---------- Records for processing

#[cfg(test)]
mod tests {
    use super::*;

    fn spec(name: &str) -> StatefulSetSpec {
        StatefulSetSpec {
            name: name.to_string(),
            labels: BTreeMap::from([
                ("app".to_string(), "sandbox".to_string()),
                ("user-id".to_string(), "1".to_string()),
            ]),
            ..Default::default()
        }
    }

    #[tokio::test]
    async fn create_is_rejected_when_present() {
        let cluster = MemoryCluster::new();
        cluster.create_stateful_set(&spec("sandbox-1-2")).await.unwrap();
        let err = cluster
            .create_stateful_set(&spec("sandbox-1-2"))
            .await
            .unwrap_err();
        assert!(err.is_already_exists());
        assert_eq!(cluster.stateful_set_count(), 1);
        assert!(cluster.pod_ip("sandbox-1-2-0").is_some());
    }

    #[tokio::test]
    async fn deleted_pod_is_rescheduled_with_new_ip() {
        let cluster = MemoryCluster::new();
        cluster.create_stateful_set(&spec("sandbox-1-2")).await.unwrap();
        let before = cluster.pod_ip("sandbox-1-2-0");
        cluster.delete_pod("sandbox-1-2-0").await.unwrap();
        let after = cluster.pod_ip("sandbox-1-2-0");
        assert!(after.is_some());
        assert_ne!(before, after);
    }

    #[tokio::test]
    async fn selector_filters_by_labels() {
        let cluster = MemoryCluster::new();
        cluster.create_stateful_set(&spec("sandbox-1-2")).await.unwrap();
        let mut other = spec("other-1");
        other.labels.insert("app".to_string(), "other".to_string());
        cluster.create_stateful_set(&other).await.unwrap();

        let found = cluster.list_stateful_sets("app=sandbox").await.unwrap();
        assert_eq!(found.len(), 1);
        assert_eq!(found[0].name, "sandbox-1-2");
    }

    #[tokio::test]
    async fn filesystem_lists_direct_children() {
        let cluster = MemoryCluster::new();
        cluster.create_stateful_set(&spec("sandbox-1-2")).await.unwrap();
        let pod = "sandbox-1-2-0";
        SandboxFs::write(&cluster, pod, "/w/a.md", b"a").await.unwrap();
        SandboxFs::write(&cluster, pod, "/w/sub/b.md", b"b").await.unwrap();
        SandboxFs::mkdir_all(&cluster, pod, &["/w/empty".to_string()])
            .await
            .unwrap();

        let names = SandboxFs::list(&cluster, pod, "/w").await.unwrap();
        assert_eq!(names, vec!["a.md", "empty", "sub"]);
        assert!(SandboxFs::list(&cluster, pod, "/missing").await.unwrap().is_empty());

        SandboxFs::delete(&cluster, pod, "/w/sub").await.unwrap();
        assert_eq!(cluster.files(pod), vec!["/w/a.md"]);
    }

    #[tokio::test]
    async fn missing_pod_is_not_found() {
        let cluster = MemoryCluster::new();
        let err = SandboxFs::write(&cluster, "nope-0", "/a", b"").await.unwrap_err();
        assert!(err.is_not_found());
    }
}
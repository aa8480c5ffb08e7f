//! Wiring of the engine's services. Everything shared is constructed once here
//! and handed to the services that need it.

use std::sync::Arc;

use crate::admin::AdminService;
use crate::agent::AgentRepository;
use crate::cluster::ClusterApi;
use crate::db::Database;
use crate::maintenance::{MaintenanceConfig, MaintenanceService};
use crate::pool::{BackgroundPool, PoolConfig};
use crate::provisioner::{Provisioner, ProvisionerConfig};
use crate::pubsub::Hub;
use crate::sandbox_fs::SandboxFs;
use crate::session::{SessionRepository, SessionService, SessionServiceConfig};
use crate::settings::{SettingsDefaults, SettingsRepository, SettingsService};
use crate::skill::{SkillService, SkillSync, SkillSyncEvent};
use crate::storage::{StorageBackendConfig, StorageProvider};
use crate::workspace::{
    OutputEvent, QuotaDefaults, WorkspaceRepository, WorkspaceService, WorkspaceSync,
};

/// Inputs for [`Engine::new`] that are not runtime handles.
#[derive(Debug, Clone)]
pub struct EngineConfig {
    pub provisioner: ProvisionerConfig,
    pub session: SessionServiceConfig,
    pub settings: SettingsDefaults,
    pub storage: StorageBackendConfig,
    pub quotas: QuotaDefaults,
    pub pool: PoolConfig,
    pub maintenance: MaintenanceConfig,
}

pub struct Engine {
    pub db: Database,
    pub provisioner: Arc<Provisioner>,
    pub settings: SettingsService,
    pub storage: Arc<StorageProvider>,
    pub pool: BackgroundPool,
    pub agents: AgentRepository,
    pub sessions: SessionService,
    pub workspace_sync: Arc<WorkspaceSync>,
    pub workspace: WorkspaceService,
    pub skill_sync: Arc<SkillSync>,
    pub skills: SkillService,
    pub admin: AdminService,
    pub maintenance: MaintenanceService,
    pub skill_events: Arc<Hub<SkillSyncEvent>>,
    pub output_events: Arc<Hub<OutputEvent>>,
}

impl Engine {
    pub fn new(
        db: Database,
        cluster: Arc<dyn ClusterApi>,
        fs: Arc<dyn SandboxFs>,
        config: EngineConfig,
    ) -> Self {
        let pool_handle = db.pool().clone();
        let settings_repo = SettingsRepository::new(pool_handle.clone());
        let settings = SettingsService::new(settings_repo.clone(), config.settings);
        let storage = Arc::new(StorageProvider::new(settings_repo, config.storage));
        let provisioner = Arc::new(Provisioner::new(cluster, config.provisioner));
        let naming = provisioner.naming().clone();

        let agents = AgentRepository::new(pool_handle.clone());
        let session_repo = SessionRepository::new(pool_handle.clone());
        let files = WorkspaceRepository::new(pool_handle, config.quotas);
        let pool = BackgroundPool::new(config.pool);
        let skill_events = Arc::new(Hub::new());
        let output_events = Arc::new(Hub::new());

        let workspace_sync = Arc::new(WorkspaceSync::new(
            storage.clone(),
            fs.clone(),
            naming.clone(),
            session_repo.clone(),
            agents.clone(),
            files.clone(),
            settings.clone(),
        ));
        let workspace = WorkspaceService::new(
            files.clone(),
            storage.clone(),
            workspace_sync.clone(),
            pool.clone(),
            output_events.clone(),
        );
        let skill_sync = Arc::new(SkillSync::new(
            fs,
            naming,
            agents.clone(),
            files.clone(),
            skill_events.clone(),
        ));
        let skills = SkillService::new(agents.clone(), skill_sync.clone(), provisioner.clone());
        let sessions = SessionService::new(
            session_repo.clone(),
            agents.clone(),
            provisioner.clone(),
            settings.clone(),
            skill_sync.clone(),
            workspace_sync.clone(),
            pool.clone(),
            config.session,
        );
        let admin = AdminService::new(provisioner.clone(), session_repo.clone(), agents.clone());
        let maintenance = MaintenanceService::new(
            session_repo,
            skill_sync.clone(),
            files,
            storage.clone(),
            settings.clone(),
            provisioner.clone(),
            config.maintenance,
        );

        Self {
            db,
            provisioner,
            settings,
            storage,
            pool,
            agents,
            sessions,
            workspace_sync,
            workspace,
            skill_sync,
            skills,
            admin,
            maintenance,
            skill_events,
            output_events,
        }
    }
}
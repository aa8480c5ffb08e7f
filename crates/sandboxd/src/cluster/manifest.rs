//! Translation between typed cluster specs and Kubernetes JSON manifests.

use serde_json::{Map, Value, json};
use std::collections::BTreeMap;

use super::error::{ClusterError, ClusterResult};
use super::{
    ContainerSpec, ContainerStatus, CronJobSpec, JobSpec, NamedPort, PodStatus,
    ResourceRequirements, ServiceSpec, StatefulSetInfo, StatefulSetSpec, VolumeMount,
};

fn metadata(name: &str, namespace: &str, labels: &BTreeMap<String, String>) -> Value {
    json!({
        "name": name,
        "namespace": namespace,
        "labels": labels,
    })
}

fn resources(res: &ResourceRequirements) -> Value {
    json!({
        "requests": { "cpu": res.cpu_request, "memory": res.memory_request },
        "limits": { "cpu": res.cpu_limit, "memory": res.memory_limit },
    })
}

fn container(spec: &ContainerSpec) -> Value {
    let mut obj = Map::new();
    obj.insert("name".into(), json!(spec.name));
    obj.insert("image".into(), json!(spec.image));
    if !spec.command.is_empty() {
        obj.insert("command".into(), json!(spec.command));
    }
    if !spec.env.is_empty() {
        let env: Vec<Value> = spec
            .env
            .iter()
            .map(|(k, v)| json!({ "name": k, "value": v }))
            .collect();
        obj.insert("env".into(), Value::Array(env));
    }
    if !spec.ports.is_empty() {
        let ports: Vec<Value> = spec
            .ports
            .iter()
            .map(|p| json!({ "name": p.name, "containerPort": p.port, "protocol": "TCP" }))
            .collect();
        obj.insert("ports".into(), Value::Array(ports));
    }
    obj.insert("resources".into(), resources(&spec.resources));
    if !spec.volume_mounts.is_empty() {
        let mounts: Vec<Value> = spec
            .volume_mounts
            .iter()
            .map(|m| json!({ "name": m.name, "mountPath": m.mount_path }))
            .collect();
        obj.insert("volumeMounts".into(), Value::Array(mounts));
    }
    Value::Object(obj)
}

pub fn service(spec: &ServiceSpec, namespace: &str) -> Value {
    let ports: Vec<Value> = spec
        .ports
        .iter()
        .map(|p| json!({ "name": p.name, "port": p.port, "protocol": "TCP" }))
        .collect();
    json!({
        "apiVersion": "v1",
        "kind": "Service",
        "metadata": metadata(&spec.name, namespace, &spec.labels),
        "spec": {
            "clusterIP": "None",
            "selector": spec.selector,
            "ports": ports,
        },
    })
}

pub fn stateful_set(spec: &StatefulSetSpec, namespace: &str) -> Value {
    let containers: Vec<Value> = spec.containers.iter().map(container).collect();
    let mut sts_spec = json!({
        "serviceName": spec.service_name,
        "replicas": 1,
        "selector": { "matchLabels": spec.labels },
        "template": {
            "metadata": { "labels": spec.labels },
            "spec": { "containers": containers },
        },
    });

    if let Some(claim) = &spec.volume_claim {
        let mut claim_spec = json!({
            "accessModes": ["ReadWriteOnce"],
            "resources": { "requests": { "storage": claim.storage } },
        });
        if let Some(class) = &claim.storage_class {
            claim_spec["storageClassName"] = json!(class);
        }
        sts_spec["volumeClaimTemplates"] = json!([{
            "metadata": { "name": claim.name },
            "spec": claim_spec,
        }]);
        // Retain claims when the stateful set is deleted or scaled down.
        sts_spec["persistentVolumeClaimRetentionPolicy"] = json!({
            "whenDeleted": "Retain",
            "whenScaled": "Retain",
        });
    }

    json!({
        "apiVersion": "apps/v1",
        "kind": "StatefulSet",
        "metadata": metadata(&spec.name, namespace, &spec.labels),
        "spec": sts_spec,
    })
}
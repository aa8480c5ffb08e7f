//! Bounded pool for detached background work.
//!
//! Submission never blocks: work beyond the pending bound is rejected. Tasks
//! sharing a key run one after another, in submission order. A task that has not
//! started yet is replaced by a newer submission under the same key, so a key
//! has at most one task waiting behind the one running.

use log::{debug, warn};
use std::collections::HashMap;
use std::future::Future;
use std::pin::Pin;
use std::sync::atomic::{AtomicUsize, Ordering};
use std::sync::{Arc, Mutex, MutexGuard};
use std::time::Duration;
use tokio::sync::Semaphore;
use tokio_util::task::TaskTracker;

#[derive(Debug, Clone)]
pub struct PoolConfig {
    /// Tasks running at once.
    pub max_concurrency: usize,
    /// Tasks queued or running before submissions are rejected.
    pub max_pending: usize,
}

impl Default for PoolConfig {
    fn default() -> Self {
        Self {
            max_concurrency: 8,
            max_pending: 256,
        }
    }
}

#[derive(Debug, Clone, Copy, PartialEq, Eq)]
pub enum Submission {
    Accepted,
    /// Replaced a task of the same key that had not started.
    Coalesced,
    /// Pending bound reached.
    Rejected,
}

type Task = Pin<Box<dyn Future<Output = ()> + Send + 'static>>;

/// Per key: the task waiting to run, if any. A key is present while its
/// worker is alive.
type Lanes = Arc<Mutex<HashMap<String, Option<Task>>>>;

fn lock(lanes: &Lanes) -> MutexGuard<'_, HashMap<String, Option<Task>>> {
    lanes.lock().unwrap_or_else(|poisoned| poisoned.into_inner())
}

/// Releases a running task's pending slot, even if the task panics.
struct Running(Arc<AtomicUsize>);

impl Drop for Running {
    fn drop(&mut self) {
        self.0.fetch_sub(1, Ordering::SeqCst);
    }
}

/// The worker draining one key.
struct Lane {
    key: String,
    lanes: Lanes,
    pending: Arc<AtomicUsize>,
    retired: bool,
}

impl Lane {
    /// Next task for this key. Retires the lane when there is none.
    fn take_next(&mut self) -> Option<Task> {
        let mut lanes = lock(&self.lanes);
        let next = lanes.get_mut(&self.key).and_then(Option::take);
        if next.is_none() {
            lanes.remove(&self.key);
            self.retired = true;
        }
        next
    }
}

impl Drop for Lane {
    fn drop(&mut self) {
        if self.retired {
            return;
        }
        // Worker torn down early: free the key and whatever waited on it.
        if let Some(Some(_)) = lock(&self.lanes).remove(&self.key) {
            self.pending.fetch_sub(1, Ordering::SeqCst);
        }
    }
}

#[derive(Clone)]
pub struct BackgroundPool {
    semaphore: Arc<Semaphore>,
    pending: Arc<AtomicUsize>,
    max_pending: usize,
    lanes: Lanes,
    tracker: TaskTracker,
}

impl BackgroundPool {
    pub fn new(config: PoolConfig) -> Self {
        Self {
            semaphore: Arc::new(Semaphore::new(config.max_concurrency.max(1))),
            pending: Arc::new(AtomicUsize::new(0)),
            max_pending: config.max_pending.max(1),
            lanes: Arc::new(Mutex::new(HashMap::new())),
            tracker: TaskTracker::new(),
        }
    }

    fn reserve(&self) -> bool {
        self.pending
            .fetch_update(Ordering::SeqCst, Ordering::SeqCst, |n| {
                (n < self.max_pending).then_some(n + 1)
            })
            .is_ok()
    }

    /// Queue `task` under `key`.
    pub fn submit<F>(&self, key: impl Into<String>, task: F) -> Submission
    where
        F: Future<Output = ()> + Send + 'static,
    {
        let key = key.into();
        if self.tracker.is_closed() {
            warn!("Background pool is shutting down, dropping task {}", key);
            return Submission::Rejected;
        }

        {
            let mut lanes = lock(&self.lanes);
            if let Some(waiting) = lanes.get_mut(&key) {
                if waiting.is_some() {
                    *waiting = Some(Box::pin(task));
                    debug!("Task {} replaced before it started", key);
                    return Submission::Coalesced;
                }
                if !self.reserve() {
                    warn!(
                        "Background pool full ({} pending), rejecting task {}",
                        self.max_pending, key
                    );
                    return Submission::Rejected;
                }
                // The running worker picks it up when its current task ends.
                *waiting = Some(Box::pin(task));
                return Submission::Accepted;
            }
            if !self.reserve() {
                warn!(
                    "Background pool full ({} pending), rejecting task {}",
                    self.max_pending, key
                );
                return Submission::Rejected;
            }
            lanes.insert(key.clone(), Some(Box::pin(task)));
        }

        let mut lane = Lane {
            key,
            lanes: self.lanes.clone(),
            pending: self.pending.clone(),
            retired: false,
        };
        let semaphore = self.semaphore.clone();
        self.tracker.spawn(async move {
            loop {
                let Ok(_permit) = semaphore.clone().acquire_owned().await else {
                    return;
                };
                let Some(task) = lane.take_next() else {
                    return;
                };
                let _running = Running(lane.pending.clone());
                task.await;
            }
        });
        Submission::Accepted
    }

    /// Tasks queued or running.
    pub fn pending(&self) -> usize {
        self.pending.load(Ordering::SeqCst)
    }

    /// Wait until every submitted task has finished.
    pub async fn wait_idle(&self) {
        while self.pending() > 0 {
            tokio::time::sleep(Duration::from_millis(5)).await;
        }
    }

    /// Stop accepting work and wait up to `timeout` for running tasks.
    /// Returns false if the timeout elapsed first.
    pub async fn drain(&self, timeout: Duration) -> bool {
        self.tracker.close();
        tokio::time::timeout(timeout, self.tracker.wait())
            .await
            .is_ok()
    }
}
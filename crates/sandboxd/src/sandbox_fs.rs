//! Filesystem access inside a running sandbox.
//!
//! Everything the synchronizers need from a sandbox's filesystem goes through
//! [`SandboxFs`]. [`ExecFs`] implements it with shell commands executed over
//! [`ClusterApi::exec`]; the in-memory cluster implements it directly.

use async_trait::async_trait;
use std::sync::Arc;

use crate::cluster::{ClusterApi, ClusterResult, ExecOutput};

/// Name of the main sandbox container.
pub const SANDBOX_CONTAINER: &str = "sandbox";

#[async_trait]
pub trait SandboxFs: Send + Sync {
    /// Write a file, creating parent directories as needed.
    async fn write(&self, pod: &str, path: &str, data: &[u8]) -> ClusterResult<()>;

    /// Recursively delete a file or directory. A missing path is not an error.
    async fn delete(&self, pod: &str, path: &str) -> ClusterResult<()>;

    /// Names of the direct children of `dir`. A missing directory lists as empty.
    async fn list(&self, pod: &str, dir: &str) -> ClusterResult<Vec<String>>;

    /// Run a command in the sandbox container.
    async fn exec(&self, pod: &str, command: &[String]) -> ClusterResult<ExecOutput>;

    async fn mkdir_all(&self, pod: &str, dirs: &[String]) -> ClusterResult<()> {
        if dirs.is_empty() {
            return Ok(());
        }
        let mut command = vec!["mkdir".to_string(), "-p".to_string()];
        command.extend(dirs.iter().cloned());
        self.exec(pod, &command).await?.into_result(pod).map(|_| ())
    }

    /// Recursively strip write permission from `dir`.
    async fn make_read_only(&self, pod: &str, dir: &str) -> ClusterResult<()> {
        let command = vec![
            "chmod".to_string(),
            "-R".to_string(),
            "a-w".to_string(),
            dir.to_string(),
        ];
        self.exec(pod, &command).await?.into_result(pod).map(|_| ())
    }

    /// Open `dir` for traversal and make `file` read-only.
    async fn publish_read_only(&self, pod: &str, dir: &str, file: &str) -> ClusterResult<()> {
        let script = format!(
            "chmod a+rx {} && chmod a-w {}",
            shell_quote(dir),
            shell_quote(file)
        );
        let command = vec!["sh".to_string(), "-c".to_string(), script];
        self.exec(pod, &command).await?.into_result(pod).map(|_| ())
    }
}

/// Quote a string for a POSIX shell.
pub fn shell_quote(value: &str) -> String {
    format!("'{}'", value.replace('\'', r"'\''"))
}

/// Parent directory of an absolute sandbox path.
pub fn parent_dir(path: &str) -> &str {
    match path.rfind('/') {
        Some(0) => "/",
        Some(idx) => &path[..idx],
        None => ".",
    }
}

/// [`SandboxFs`] over exec in the sandbox container.
#[derive(Clone)]
pub struct ExecFs {
    cluster: Arc<dyn ClusterApi>,
    container: String,
}

impl ExecFs {
    pub fn new(cluster: Arc<dyn ClusterApi>) -> Self {
        Self {
            cluster,
            container: SANDBOX_CONTAINER.to_string(),
        }
    }

    pub fn with_container(mut self, container: impl Into<String>) -> Self {
        self.container = container.into();
        self
    }

    fn sh(script: String) -> Vec<String> {
        vec!["sh".to_string(), "-c".to_string(), script]
    }
}

#[async_trait]
impl SandboxFs for ExecFs {
    async fn write(&self, pod: &str, path: &str, data: &[u8]) -> ClusterResult<()> {
        let script = format!(
            "mkdir -p {} && cat > {}",
            shell_quote(parent_dir(path)),
            shell_quote(path)
        );
        self.cluster
            .exec(pod, &self.container, &Self::sh(script), Some(data))
            .await?
            .into_result(pod)
            .map(|_| ())
    }

    async fn delete(&self, pod: &str, path: &str) -> ClusterResult<()> {
        let command = vec!["rm".to_string(), "-rf".to_string(), path.to_string()];
        self.cluster
            .exec(pod, &self.container, &command, None)
            .await?
            .into_result(pod)
            .map(|_| ())
    }

    async fn list(&self, pod: &str, dir: &str) -> ClusterResult<Vec<String>> {
        let script = format!("ls -1 {} 2>/dev/null || true", shell_quote(dir));
        let output = self
            .cluster
            .exec(pod, &self.container, &Self::sh(script), None)
            .await?
            .into_result(pod)?;
        Ok(output
            .stdout
            .lines()
            .map(str::trim)
            .filter(|l| !l.is_empty())
            .map(str::to_string)
            .collect())
    }

    async fn exec(&self, pod: &str, command: &[String]) -> ClusterResult<ExecOutput> {
        self.cluster.exec(pod, &self.container, command, None).await
    }
}

#[cfg(test)]
mod tests {
    use super::*;
    use crate::cluster::{MemoryCluster, StatefulSetSpec};

    #[test]
    fn quotes_single_quotes() {
        assert_eq!(shell_quote("a b"), "'a b'");
        assert_eq!(shell_quote("it's"), r"'it'\''s'");
    }

    #[test]
    fn parent_of_paths() {
        assert_eq!(parent_dir("/workspace/private/a.txt"), "/workspace/private");
        assert_eq!(parent_dir("/a"), "/");
        assert_eq!(parent_dir("a"), ".");
    }

    #[tokio::test]
    async fn exec_fs_issues_shell_commands() {
        let cluster = Arc::new(MemoryCluster::new());
        cluster
            .create_stateful_set(&StatefulSetSpec {
                name: "sandbox-1-2".to_string(),
                ..Default::default()
            })
            .await
            .unwrap();
        let fs = ExecFs::new(cluster.clone());

        fs.write("sandbox-1-2-0", "/workspace/private/it's.md", b"hello")
            .await
            .unwrap();
        fs.delete("sandbox-1-2-0", "/workspace/private/old")
            .await
            .unwrap();

        let log = cluster.exec_log();
        assert_eq!(log.len(), 2);
        assert_eq!(log[0].container, SANDBOX_CONTAINER);
        assert_eq!(
            log[0].command[2],
            r"mkdir -p '/workspace/private' && cat > '/workspace/private/it'\''s.md'"
        );
        assert_eq!(log[0].stdin.as_deref(), Some(&b"hello"[..]));
        assert_eq!(log[1].command, vec!["rm", "-rf", "/workspace/private/old"]);
    }

    #[tokio::test]
    async fn exec_fs_list_parses_lines() {
        let cluster = Arc::new(MemoryCluster::new());
        cluster
            .create_stateful_set(&StatefulSetSpec {
                name: "sandbox-1-2".to_string(),
                ..Default::default()
            })
            .await
            .unwrap();
        cluster.set_exec_stdout("a.md\n\nb.md\n");
        let fs = ExecFs::new(cluster.clone());

        let names = fs.list("sandbox-1-2-0", "/root/.claude/commands").await.unwrap();
        assert_eq!(names, vec!["a.md", "b.md"]);
    }
}
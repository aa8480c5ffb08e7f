//! Object store error types.

use thiserror::Error;

/// Result type for object store operations.
pub type StorageResult<T> = Result<T, StorageError>;

/// Errors that can occur during object store operations.
#[derive(Debug, Error)]
pub enum StorageError {
    /// Object not found.
    #[error("not found: {0}")]
    NotFound(String),

    /// Key is empty, absolute after normalization, or escapes the store root.
    #[error("invalid key: {0}")]
    InvalidKey(String),

    /// IO error.
    #[error("io error: {0}")]
    Io(#[from] std::io::Error),

    /// Storage backend error.
    #[error("backend error: {0}")]
    Backend(String),

    /// No usable backend configuration.
    #[error("storage not configured: {0}")]
    NotConfigured(String),
}

impl StorageError {
    pub fn is_not_found(&self) -> bool {
        matches!(self, Self::NotFound(_))
    }
}

#[cfg(test)]
mod tests {
    use super::*;

    #[test]
    fn test_error_display() {
        let err = StorageError::NotFound("users/1/agents/2/a.txt".to_string());
        assert_eq!(err.to_string(), "not found: users/1/agents/2/a.txt");
        assert!(err.is_not_found());
    }
}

--------------------

_Task description_
Pull each line containing "WorkspaceService" from the records.

_Response for this exercise_
    OutputEvent, QuotaDefaults, WorkspaceRepository, WorkspaceService, WorkspaceSync,
    pub workspace: WorkspaceService,
        let workspace = WorkspaceService::new(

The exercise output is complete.